Monday, November 04, 2013

It all started with one of my very good friend getting an onsite assignment at Zurich. And on her insistence, I decided to let go off all inhibitions and booked my flight to Zurich. I was travelling international for the first time. And I was traveling solo!

Over the next few weeks, I researched day and night about Switzerland, its train system and places I could to explore; and in the end found something unique that piqued my interest - 'Schlaf im Stroh’!  It literally translates into 'Sleep in Straw'. To promote Agro tourism, 150 farming families across Switzerland welcome travelers who are willing to experience rural Switzerland by living life their way.  We chose Appenzell's Brülisauer family.

Day 1, October 27th 2013, Sunday:
I flew by Swiss Air from Mumbai and landed in Zurich at 06:15 a.m. (CET). Two hours from Zurich, the village of Appenzell is closer to the Austria and Germany border. Enroute we witnessed rolling green hills, so green that it looked photoshopped. Regula Brülisauer picked us up from the station as promised and drove us to her farm - Strohgade. Our cottage was right next to her house and the barn and overlooked miles of rolling hills and the Sitter River meandering through the meadows. There were sleeping bags laid on the straws considering the cold weather. We soon threw our bags on the straw and went exploring. There were miles to explore - beautiful miles.

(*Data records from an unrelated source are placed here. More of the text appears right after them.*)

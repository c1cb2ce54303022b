//! `PostgreSQL` repository implementation for tasks and task history.

use super::{
    models::{HistoryRow, TaskRow},
    schema::{task_history, tasks},
};
use crate::auth::EmailAddress;
use crate::board::domain::ColumnId;
use crate::persistence::PgPool;
use crate::task::{
    domain::{
        HistoryEntryId, PersistedTaskData, Priority, ReminderInterval, Task, TaskHistoryEntry,
        TaskId, TaskTitle,
    },
    ports::{TaskRepository, TaskRepositoryError, TaskRepositoryResult},
};
use async_trait::async_trait;
use chrono::{DateTime, Utc};
use diesel::pg::PgConnection;
use diesel::prelude::*;
use diesel::result::{DatabaseErrorKind, Error as DieselError};
use diesel::sql_types::{Array, Timestamptz, Uuid as SqlUuid};

const CLAIM_DUE_REMINDERS_SQL: &str = concat!(
    "UPDATE tasks SET next_reminder_at = $3 ",
    "WHERE id IN (",
    "SELECT id FROM tasks ",
    "WHERE column_id = ANY($1) ",
    "AND reminder <> 'none' ",
    "AND next_reminder_at IS NOT NULL ",
    "AND next_reminder_at <= $2 ",
    "ORDER BY next_reminder_at ",
    "FOR UPDATE SKIP LOCKED) ",
    "RETURNING id, column_id, title, description, assignee, due_date, priority, ",
    "reminder, next_reminder_at, sort_order, created_at, updated_at",
);

/// `PostgreSQL`-backed task repository.
#[derive(Debug, Clone)]
pub struct PostgresTaskRepository {
    pool: PgPool,
}

impl PostgresTaskRepository {
    /// Creates a new repository from a `PostgreSQL` connection pool.
    #[must_use]
    pub const fn new(pool: PgPool) -> Self {
        Self { pool }
    }

    async fn run_blocking<F, T>(&self, f: F) -> TaskRepositoryResult<T>
    where
        F: FnOnce(&mut PgConnection) -> TaskRepositoryResult<T> + Send + 'static,
        T: Send + 'static,
    {
        let pool = self.pool.clone();
        tokio::task::spawn_blocking(move || {
            let mut connection = pool.get().map_err(TaskRepositoryError::persistence)?;
            f(&mut connection)
        })
        .await
        .map_err(TaskRepositoryError::persistence)?
    }
}

#[async_trait]
impl TaskRepository for PostgresTaskRepository {
    async fn store(&self, task: &Task) -> TaskRepositoryResult<()> {
        let task_id = task.id();
        let row = task_to_row(task)?;
        self.run_blocking(move |connection| {
            diesel::insert_into(tasks::table)
                .values(&row)
                .execute(connection)
                .map_err(|err| match err {
                    DieselError::DatabaseError(DatabaseErrorKind::UniqueViolation, _) => {
                        TaskRepositoryError::DuplicateTask(task_id)
                    }
                    _ => TaskRepositoryError::persistence(err),
                })?;
            Ok(())
        })
        .await
    }

    async fn update(&self, task: &Task) -> TaskRepositoryResult<()> {
        let row = task_to_row(task)?;
        self.run_blocking(move |connection| update_row(connection, &row))
            .await
    }

    async fn update_all(&self, tasks_to_save: &[Task]) -> TaskRepositoryResult<()> {
        let rows = tasks_to_save
            .iter()
            .map(task_to_row)
            .collect::<TaskRepositoryResult<Vec<_>>>()?;
        self.run_blocking(move |connection| {
            connection.transaction::<_, TaskRepositoryError, _>(|tx| {
                for row in &rows {
                    update_row(tx, row)?;
                }
                Ok(())
            })
        })
        .await
    }

    async fn find_by_id(&self, id: TaskId) -> TaskRepositoryResult<Option<Task>> {
        self.run_blocking(move |connection| {
            let row = tasks::table
                .filter(tasks::id.eq(id.into_inner()))
                .select(TaskRow::as_select())
                .first::<TaskRow>(connection)
                .optional()
                .map_err(TaskRepositoryError::persistence)?;
            row.map(row_to_task).transpose()
        })
        .await
    }

    async fn tasks_in_column(&self, column_id: ColumnId) -> TaskRepositoryResult<Vec<Task>> {
        self.run_blocking(move |connection| {
            tasks::table
                .filter(tasks::column_id.eq(column_id.into_inner()))
                .order((tasks::sort_order.asc(), tasks::created_at.asc()))
                .select(TaskRow::as_select())
                .load::<TaskRow>(connection)
                .map_err(TaskRepositoryError::persistence)?
                .into_iter()
                .map(row_to_task)
                .collect()
        })
        .await
    }

    async fn claim_due_reminders(
        &self,
        column_ids: &[ColumnId],
        now: DateTime<Utc>,
        lease_until: DateTime<Utc>,
    ) -> TaskRepositoryResult<Vec<Task>> {
        if column_ids.is_empty() {
            return Ok(Vec::new());
        }
        let ids: Vec<uuid::Uuid> = column_ids.iter().map(|id| id.into_inner()).collect();
        self.run_blocking(move |connection| {
            diesel::sql_query(CLAIM_DUE_REMINDERS_SQL)
                .bind::<Array<SqlUuid>, _>(ids)
                .bind::<Timestamptz, _>(now)
                .bind::<Timestamptz, _>(lease_until)
                .load::<TaskRow>(connection)
                .map_err(TaskRepositoryError::persistence)?
                .into_iter()
                .map(row_to_task)
                .collect()
        })
        .await
    }

    async fn set_next_reminder(
        &self,
        id: TaskId,
        next_reminder_at: Option<DateTime<Utc>>,
    ) -> TaskRepositoryResult<()> {
        self.run_blocking(move |connection| {
            let updated = diesel::update(tasks::table.filter(tasks::id.eq(id.into_inner())))
                .set(tasks::next_reminder_at.eq(next_reminder_at))
                .execute(connection)?;
            if updated == 0 {
                return Err(TaskRepositoryError::NotFound(id));
            }
            Ok(())
        })
        .await
    }

    async fn append_history(&self, entry: &TaskHistoryEntry) -> TaskRepositoryResult<()> {
        let task_id = entry.task_id();
        let row = history_to_row(entry);
        self.run_blocking(move |connection| {
            diesel::insert_into(task_history::table)
                .values(&row)
                .execute(connection)
                .map_err(|err| match err {
                    DieselError::DatabaseError(DatabaseErrorKind::ForeignKeyViolation, _) => {
                        TaskRepositoryError::NotFound(task_id)
                    }
                    _ => TaskRepositoryError::persistence(err),
                })?;
            Ok(())
        })
        .await
    }

    async fn history_for_task(&self, id: TaskId) -> TaskRepositoryResult<Vec<TaskHistoryEntry>> {
        self.run_blocking(move |connection| {
            let rows = task_history::table
                .filter(task_history::task_id.eq(id.into_inner()))
                .order(task_history::changed_at.desc())
                .select(HistoryRow::as_select())
                .load::<HistoryRow>(connection)
                .map_err(TaskRepositoryError::persistence)?;
            Ok(rows.into_iter().map(row_to_history).collect())
        })
        .await
    }
}

impl From<DieselError> for TaskRepositoryError {
    fn from(err: DieselError) -> Self {
        Self::persistence(err)
    }
}

fn update_row(connection: &mut PgConnection, row: &TaskRow) -> TaskRepositoryResult<()> {
    let updated = diesel::update(tasks::table.filter(tasks::id.eq(row.id)))
        .set(row)
        .execute(connection)?;
    if updated == 0 {
        return Err(TaskRepositoryError::NotFound(TaskId::from_uuid(row.id)));
    }
    Ok(())
}

fn task_to_row(task: &Task) -> TaskRepositoryResult<TaskRow> {
    Ok(TaskRow {
        id: task.id().into_inner(),
        column_id: task.column_id().into_inner(),
        title: task.title().as_str().to_owned(),
        description: task.description().map(str::to_owned),
        assignee: task.assignee().map(|email| email.as_str().to_owned()),
        due_date: task.due_date(),
        priority: task.priority().as_str().to_owned(),
        reminder: task.reminder().as_str().to_owned(),
        next_reminder_at: task.next_reminder_at(),
        sort_order: i32::try_from(task.sort_order()).map_err(TaskRepositoryError::persistence)?,
        created_at: task.created_at(),
        updated_at: task.updated_at(),
    })
}

fn row_to_task(row: TaskRow) -> TaskRepositoryResult<Task> {
    let TaskRow {
        id,
        column_id,
        title,
        description,
        assignee,
        due_date,
        priority,
        reminder,
        next_reminder_at,
        sort_order,
        created_at,
        updated_at,
    } = row;
    Ok(Task::from_persisted(PersistedTaskData {
        id: TaskId::from_uuid(id),
        column_id: ColumnId::from_uuid(column_id),
        title: TaskTitle::new(title).map_err(TaskRepositoryError::persistence)?,
        description,
        assignee: assignee
            .map(EmailAddress::new)
            .transpose()
            .map_err(TaskRepositoryError::persistence)?,
        due_date,
        priority: Priority::try_from(priority.as_str()).map_err(TaskRepositoryError::persistence)?,
        reminder: ReminderInterval::try_from(reminder.as_str())
            .map_err(TaskRepositoryError::persistence)?,
        next_reminder_at,
        sort_order: u32::try_from(sort_order).map_err(TaskRepositoryError::persistence)?,
        created_at,
        updated_at,
    }))
}

fn history_to_row(entry: &TaskHistoryEntry) -> HistoryRow {
    HistoryRow {
        id: entry.id().into_inner(),
        task_id: entry.task_id().into_inner(),
        description: entry.description().to_owned(),
        actor: entry.actor().to_owned(),
        changed_at: entry.changed_at(),
    }
}

fn row_to_history(row: HistoryRow) -> TaskHistoryEntry {
    TaskHistoryEntry::from_persisted(
        HistoryEntryId::from_uuid(row.id),
        TaskId::from_uuid(row.task_id),
        row.description,
        row.actor,
        row.changed_at,
    )
}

There were Swiss cows grazing all around and they filled the air with the melodious chimes of their bells. Back at the cottage, we found bread, cheese, cold cut meat and wine nicely laid up on the table. The whole setting reminded us of Enid Blyton's Famous Five where the five would go backpacking around the country, cycling through meadows and staying in barns of farming families at nights. The wine was stronger than what I mostly have in India - this I realized next morning when jet lag woke me up at 4:30 a.m. I was nicely tucked inside a sleeping bag on the straws. I had vague memories of going on a night stroll towards the Sitter River, dancing on the wooden bridge and then almost plunging into the river. 

Day 2, October 28th 2013, Monday: 
Regula served us with an amazing breakfast. It was simple, yet perfect - bread, butter, marmalade, coffee and an amazing view of Alpstein. Once the rather inexpensive bills were cleared, she dropped up back at Appenzell station.

It was a weekday and my friend had office, so it was time for my life’s first solo travel. At Zurich HB, I stood wondering in front of the display board. I was using a 4 days Swiss Flexi Pass. There were trains leaving for Geneva, Bern, Lucern, Basel, St. Gallen and Zug. Out of all these, only Bern fitted both my interest and the hours of day left to see a city; so that’s the train I got onto. Once in Bern, the navigator came handy, thanks to technology. I walked past the Holy Church of Ghost and through Marktgasse, a shopping street lined with attractive brand stores. I saw Kafigturm – a sandstone tower built as a gate, the animatronic Zytglogge clock tower and Bundesplatz – the Federal Palace of Switzerland and its display of 26 dancing fountains that represent 26 Swiss cantons. I sat for a while at one of the open cafes at the adjoining street Barrenplatz with a mug of beer before heading back to Zurich.

Day 3, October 29th 2013, Tuesday: 
Bern did one good thing to me – It killed the ‘Fear of Unknown’. The day’s plan included a cross country solo trip from Zurich to Lausanne to Montreux and back, via Zweisimmen and Interlaken.

As my train neared Lausanne, it passed through the Lavaux region – an UNESCO World Heritage Site for its miles of terraced vineyards on the shores of Lake Geneva. From Lausanne I traveled to Montreux. I had 1 hour 40 minutes in hand before the departure of the Golden Pass Classic Express on which I had reserved a seat. I boarded a train to Veytoux Chillon, the nearest station to the Chateau De Chillon and was soon at this small castle on the shores of Lake Geneva. Once the residence of the Counts of Savoy, it had inspired Lord Byron to write the poem The Prisoner of Chillon.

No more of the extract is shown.